Now that you've created your VM, get inside by vagrant ssh
ing in from the project directory. If you look at your pwd
, you'll see that you were dropped in to /home/vagrant
aka /~
. This is not the same as the special /vagrant
directory where we'll be spending most of our time. cd
to /vagrant
.
/vagrant
is special because Vagrant synchronizes this folder to the project directory on your host machine. So if you add a new file to your project directory, it will show up in /vagrant
and vice versa. This will let you edit files on your host and run the server on the VM. You'll notice that all of the Handy code is in /vagrant
.
If you jump the gun and try to start the server now, you'll see some donk-nasty error messages complaining about twilio.yml
. Handy needs config/twilio.yml
, config/secrets.yml
, and config/database.yml
to work. But none of those files are in the Handy repo! That's because they contain senstive information that shouldn't be committed to GitHub.
Helpfully, the project maintainers have provided sample versions of each file. The Vagrantfile a provisioning script that creates default versions of database.yml and secrets.yml. The autogenerated database.yml marks root
's password as root
because that's how I set up MySQL on the base box. The autogenerated secrets.yml
just uses the values in secrets.yml.sample
. That would be crazy dangerous if we deployed the application like that, but it's OK for development.
Handy uses Twilio to send and receive text messages. You'll need your own Twilio account to work with Handy. Go to their website and make an account. You won't need a credit card.
Once you've signed up for a trial account, find your account credentials. Use them to fill in twilio.yml
.
In /vagrant/handy
, run bundle install
to make sure all of the Ruby gems Handy needs are installed on your VM. I installed them myself on the base box, but as the project changes, Handy will use new gems and the base box will become out of date.
We'll need to create the tables that Handy needs in the database.

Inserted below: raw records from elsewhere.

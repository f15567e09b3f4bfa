use std::fs::File;
use std::io::{BufWriter, Write};

use failure::Fallible;
use log::info;
use postagger::serialization::CborWrite;

#[derive(Copy, Clone, Debug, Eq, PartialEq)]
pub enum SaveSchedule {
    /// Save after every epoch.
    Epoch,

    /// Save when the validation score improves.
    Best,

    /// Save after every epoch and when the validation score improves.
    EpochAndBest,
}

impl SaveSchedule {
    /// Create a scheduler from the schedule.
    ///
    /// Models are saved to `path` when they are the best model so far and
    /// to `path.epoch-N` after epoch `N`.
    pub fn to_save_scheduler(self, path: impl Into<String>) -> SaveScheduler {
        SaveScheduler {
            path: path.into(),
            best_score: None,
            schedule: self,
        }
    }
}

/// Scheduler that saves at points dictated by the schedule.
pub struct SaveScheduler {
    path: String,
    best_score: Option<f32>,
    schedule: SaveSchedule,
}

impl SaveScheduler {
    /// Best validation score so far.
    pub fn best_score(&self) -> Option<f32> {
        self.best_score
    }

    /// Save the model parameters when a save point has been reached.
    ///
    /// Returns the paths that the parameters were written to.
    pub fn save<M>(&mut self, model: &M, epoch: usize, score: f32) -> Fallible<Vec<String>>
    where
        M: CborWrite,
    {
        let mut saved = Vec::new();

        match self.schedule {
            SaveSchedule::Epoch | SaveSchedule::EpochAndBest => {
                let path = format!("{}.epoch-{}", self.path, epoch);
                write_model(model, &path)?;
                saved.push(path);
            }
            SaveSchedule::Best => (),
        }

        let improved = self.best_score.map(|best| score > best).unwrap_or(true);
        if improved {
            self.best_score = Some(score);

            match self.schedule {
                SaveSchedule::Best | SaveSchedule::EpochAndBest => {
                    write_model(model, &self.path)?;
                    saved.push(self.path.clone());
                }
                SaveSchedule::Epoch => (),
            }
        }

        Ok(saved)
    }
}

fn write_model<M>(model: &M, path: &str) -> Fallible<()>
where
    M: CborWrite,
{
    info!("Saving model parameters to: {}", path);
    let mut write = BufWriter::new(File::create(path)?);
    model.to_cbor_write(&mut write)?;
    write.flush()?;
    Ok(())
}
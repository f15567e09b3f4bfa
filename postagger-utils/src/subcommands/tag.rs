use std::fs::File;
use std::io::{BufReader, BufWriter};

use clap::{App, Arg, ArgMatches};
use conllx::io::{ReadSentence, Reader, WriteSentence, Writer};
use failure::Fallible;
use log::info;
use stdinout::{Input, OrExit, Output};

use postagger::serialization::CborRead;
use postagger::{ConvClassifier, FeatureAssembler, Lexicon, TagSet, Tagger};
use postagger_utils::{Config, SentProcessor, TaggerSpeed, TomlRead};

use crate::traits::{PosApp, PosConfigApp};

static BATCH_SIZE: &str = "BATCH_SIZE";
static INPUT: &str = "INPUT";
static OUTPUT: &str = "OUTPUT";
static READ_AHEAD: &str = "READ_AHEAD";

pub struct TagApp {
    batch_size: usize,
    config: String,
    input: Option<String>,
    output: Option<String>,
    read_ahead: usize,
}

impl TagApp {
    fn process<R, W>(&self, tagger: &Tagger<ConvClassifier>, read: R, write: W)
    where
        R: ReadSentence,
        W: WriteSentence,
    {
        let mut speed = TaggerSpeed::new();

        let mut sent_proc = SentProcessor::new(tagger, write, self.batch_size, self.read_ahead);

        for sentence in read.sentences() {
            let sentence = sentence.or_exit("Cannot parse sentence", 1);
            sent_proc
                .process(sentence)
                .or_exit("Error processing sentence", 1);

            speed.count_sentence()
        }
    }
}

impl PosConfigApp for TagApp {}

impl PosApp for TagApp {
    fn app() -> App<'static, 'static> {
        Self::config_app("tag")
            .about("Tag sentences with a trained model")
            .arg(
                Arg::with_name(BATCH_SIZE)
                    .help("Batch size")
                    .long("batchsize")
                    .default_value("256"),
            )
            .arg(
                Arg::with_name(INPUT)
                    .help("Input data")
                    .long("input")
                    .takes_value(true),
            )
            .arg(
                Arg::with_name(OUTPUT)
                    .help("Output data")
                    .long("output")
                    .takes_value(true),
            )
            .arg(
                Arg::with_name(READ_AHEAD)
                    .help("Readahead (number of batches)")
                    .long("readahead")
                    .default_value("10"),
            )
    }

    fn parse(matches: &ArgMatches) -> Self {
        let batch_size = matches
            .value_of(BATCH_SIZE)
            .unwrap()
            .parse()
            .or_exit("Cannot parse batch size", 1);
        let config = matches.value_of(Self::CONFIG).unwrap().into();
        let input = matches.value_of(INPUT).map(ToOwned::to_owned);
        let output = matches.value_of(OUTPUT).map(ToOwned::to_owned);
        let read_ahead = matches
            .value_of(READ_AHEAD)
            .unwrap()
            .parse()
            .or_exit("Cannot parse number of batches to read ahead", 1);

        TagApp {
            batch_size,
            config,
            input,
            output,
            read_ahead,
        }
    }

    fn run(&self) {
        let config_file = File::open(&self.config).or_exit(
            format!("Cannot open configuration file '{}'", self.config),
            1,
        );
        let mut config =
            Config::from_toml_read(config_file).or_exit("Cannot parse configuration", 1);
        config
            .relativize_paths(&self.config)
            .or_exit("Cannot relativize paths in configuration", 1);

        let labels = config.labeler.load_labels().or_exit(
            format!("Cannot load label file '{}'", config.labeler.labels),
            1,
        );
        let lexicon = config
            .input
            .embeddings
            .load_lexicon(labels.len())
            .or_exit("Cannot load embeddings", 1);
        let tagger =
            load_tagger(&config, &lexicon, labels).or_exit("Cannot construct tagger", 1);

        let input = Input::from(self.input.as_ref());
        let reader = Reader::new(input.buf_read().or_exit("Cannot open input for reading", 1));

        let output = Output::from(self.output.as_ref());
        let writer = Writer::new(BufWriter::new(
            output.write().or_exit("Cannot open output for writing", 1),
        ));

        self.process(&tagger, reader, writer);
    }
}

fn load_tagger<'a>(
    config: &Config,
    lexicon: &'a Lexicon,
    labels: TagSet,
) -> Fallible<Tagger<'a, ConvClassifier>> {
    info!("Loading model parameters from: {}", config.model.parameters);
    let f = File::open(&config.model.parameters)?;
    let classifier = ConvClassifier::from_cbor_read(BufReader::new(f))?;

    let assembler = FeatureAssembler::new(lexicon, config.input.feature_context.clone())?;
    Ok(Tagger::new(assembler, classifier, labels)?)
}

rake db:drop db:create db:schema:load --trace
rake db:seed --trace
That should do it.
You're ready to start! From /vagrant/handy
, execute rails server -b 0.0.0.0
. You wouldn't need -b 0.0.0.0
if you weren't running the server from a VM. By default, the rails server will bind to 127.0.0.1 (aka Localhost). That will get the HTTP responses "stuck" in the VM and not let them through to your host machine. Binding to 0.0.0.0 prevents that.
Once you've started your server, open up a web browser on the host machine and enter Localhost:3000
into the address bar. If you see Handy's login page, congratulations! You've set up your development environment!
This is as far as I can take you. Check out the issue tracker to see if there are bugs or enhancements you can work on. Or maybe add something you think would be cool. Good luck!